The data needs to be assessed in patients with Depression

1. Depression

a. Subjective data:
Not being able to express their opinions and lazy talk. Often argued somatic complaints. Feeling themselves are not useful anymore, no meaning, no purpose in life, feeling hopeless and suicidal.

b. Objective data:
Body movements were blocked, curved body and when sitting with slumped attitude, facial expressions moody, slow gait dragged by step. It can sometimes happen stupor. Patients seem lazy, tired, no appetite, difficulty sleeping and crying.
The thinking process too late, as if his mind blank, impaired concentration, had no interest in, can not think, do not have any imagination. In patients with depressive psychosis there is a deep sense of guilt, unreasonable (irrational), Objective Data delusions, depersonalization, and hallucinations.
Sometimes patients prefer hostile, irritable and do not like to be disturbed.

2. Maladaptive coping

a. Subjective Data: declare hopeless and helpless, unhappy.
b. Objective Data: look sad, irritable, agitated, unable to control impulses.


Nursing Diagnosis for Depression

1. Risk for Self Harm related to depression
2. Depression related to maladaptive coping.


Nursing Interventions for Depression

General Purpose: Clients do not self-injure.

Specific Purpose:

1. Clients can build a trusting relationship

Action:
  • Introduce yourself to the client
  • Interact with the patient as much as possible with the four attitudes.
  • Listen to patient statements, patient manner, empathy and use more non-verbal language. For example: a touch, a nod of the head.
  • Note the patient talks and give responses according to her wishes.
  • Speak with a low tone of voice, clear, concise, simple and easy to understand.
  • Accept the patient is without comparing with others.

2. Clients can use adaptive coping

Action:
  • Give encouragement to express his feelings and said that nurses understand what the patient feels.
  • Ask the patient the usual way to overcome feeling sad / painful.
  • Discuss with patients the benefits of coping used.
  • With patients looking for alternatives coping.
  • Encourage the patient to choose the most appropriate coping and acceptable.
  • Encourage the patient to try to coping have been.
  • Instruct the patient to try other alternatives in solving the problem.

3. Clients are protected from self injuring behavior

Action:
  • Monitor carefully the risk of suicide / self-mutilation.
  • Keep and store the tools that can be used by patients to injure himself / others, in a safe and locked.
  • Keep the tool material harm to the patient.
  • Supervise and place the patient in a room that is easily monitored by nurses.

4. Clients can increase self-esteem

Action:
  • Help to understand that the client can overcome despair.
  • Assess and internal sources mobilized individuals.
  • Help to identify the sources of expectations (eg, interpersonal relationships, beliefs, things to be resolved).

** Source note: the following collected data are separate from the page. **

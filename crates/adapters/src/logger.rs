//! `tracing` logger adapter.

use bootstrap_ports::{LogEvent, LogLevel, LoggerPort};
use bootstrap_shared::redaction::{REDACTED, is_secret_key};
use serde_json::Value;

/// Forwards [`LogEvent`]s to the `tracing` dispatcher.
///
/// Fields are flattened into a single JSON `fields` attribute; values stored
/// under secret-looking keys are replaced with [`REDACTED`] on the way out.
#[derive(Debug, Clone, Copy)]
pub struct TracingLogger {
    min_level: LogLevel,
}

impl Default for TracingLogger {
    fn default() -> Self {
        Self::new()
    }
}

impl TracingLogger {
    /// Create a logger forwarding `info` and above.
    #[must_use]
    pub const fn new() -> Self {
        Self {
            min_level: LogLevel::Info,
        }
    }

    /// Set the minimum forwarded level.
    #[must_use]
    pub const fn with_min_level(mut self, level: LogLevel) -> Self {
        self.min_level = level;
        self
    }
}

impl LoggerPort for TracingLogger {
    fn log(&self, event: LogEvent) {
        if event.level < self.min_level {
            return;
        }

        let fields = encode_fields(&event);
        let name = &*event.event;
        let message = &*event.message;
        match event.level {
            LogLevel::Debug => tracing::debug!(event = name, fields = %fields, "{message}"),
            LogLevel::Info => tracing::info!(event = name, fields = %fields, "{message}"),
            LogLevel::Warn => tracing::warn!(event = name, fields = %fields, "{message}"),
            LogLevel::Error => tracing::error!(event = name, fields = %fields, "{message}"),
        }
    }
}

fn encode_fields(event: &LogEvent) -> Value {
    let mut map = serde_json::Map::new();
    for (key, value) in &event.fields {
        let value = if is_secret_key(key) {
            Value::String(REDACTED.to_string())
        } else {
            value.clone()
        };
        map.insert(key.to_string(), value);
    }
    Value::Object(map)
}

#[cfg(test)]
mod tests {
    use super::*;
    use std::io;
    use std::sync::{Arc, Mutex};
    use tracing_subscriber::fmt::MakeWriter;

    #[derive(Clone, Default)]
    struct Buffer(Arc<Mutex<Vec<u8>>>);

    impl Buffer {
        fn contents(&self) -> String {
            let guard = self.0.lock().expect("buffer lock");
            String::from_utf8_lossy(&guard).into_owned()
        }
    }

    impl io::Write for Buffer {
        fn write(&mut self, bytes: &[u8]) -> io::Result<usize> {
            self.0.lock().expect("buffer lock").extend_from_slice(bytes);
            Ok(bytes.len())
        }

        fn flush(&mut self) -> io::Result<()> {
            Ok(())
        }
    }

    impl<'a> MakeWriter<'a> for Buffer {
        type Writer = Self;

        fn make_writer(&'a self) -> Self::Writer {
            self.clone()
        }
    }

    fn capture(logger: TracingLogger, event: LogEvent) -> String {
        let buffer = Buffer::default();
        let subscriber = tracing_subscriber::fmt()
            .with_writer(buffer.clone())
            .with_max_level(tracing::Level::DEBUG)
            .with_ansi(false)
            .finish();
        tracing::subscriber::with_default(subscriber, || logger.log(event));
        buffer.contents()
    }

    #[test]
    fn forwards_message_and_fields() {
        let event = LogEvent::new("config.env_override", LogLevel::Info, "override applied")
            .with_field("envVar", "SERVICE_PORT");
        let output = capture(TracingLogger::new(), event);

        assert!(output.contains("INFO"));
        assert!(output.contains("override applied"));
        assert!(output.contains("config.env_override"));
        assert!(output.contains("SERVICE_PORT"));
    }

    #[test]
    fn redacts_secret_field_names() {
        let event = LogEvent::new("config.env_override", LogLevel::Info, "override applied")
            .with_field("accessToken", "abc123");
        let output = capture(TracingLogger::new(), event);

        assert!(output.contains(REDACTED));
        assert!(!output.contains("abc123"));
    }

    #[test]
    fn drops_events_below_min_level() {
        let event = LogEvent::new("config.index", LogLevel::Debug, "indexed paths");
        assert!(capture(TracingLogger::new(), event.clone()).is_empty());

        let output = capture(TracingLogger::new().with_min_level(LogLevel::Debug), event);
        assert!(output.contains("indexed paths"));
    }
}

5. Clients can use social support

Action:
  • Assess and use individual external sources (those closest to the team of health care, support groups, religious affiliation).
  • Assess support systems beliefs (values, past experiences, religious activities, religious beliefs).
  • Make referrals as indicated (eg, counseling, religious leaders).

6. Clients can use the medication correctly and appropriately

Action:
  • Discuss medications (name, frequency, effects and side effects of medication).
  • Help for using drugs; really patient, medication, method, period.
  • Encourage talking about the effects and side effects are felt.
  • Give positive reinforcement when using the drug properly.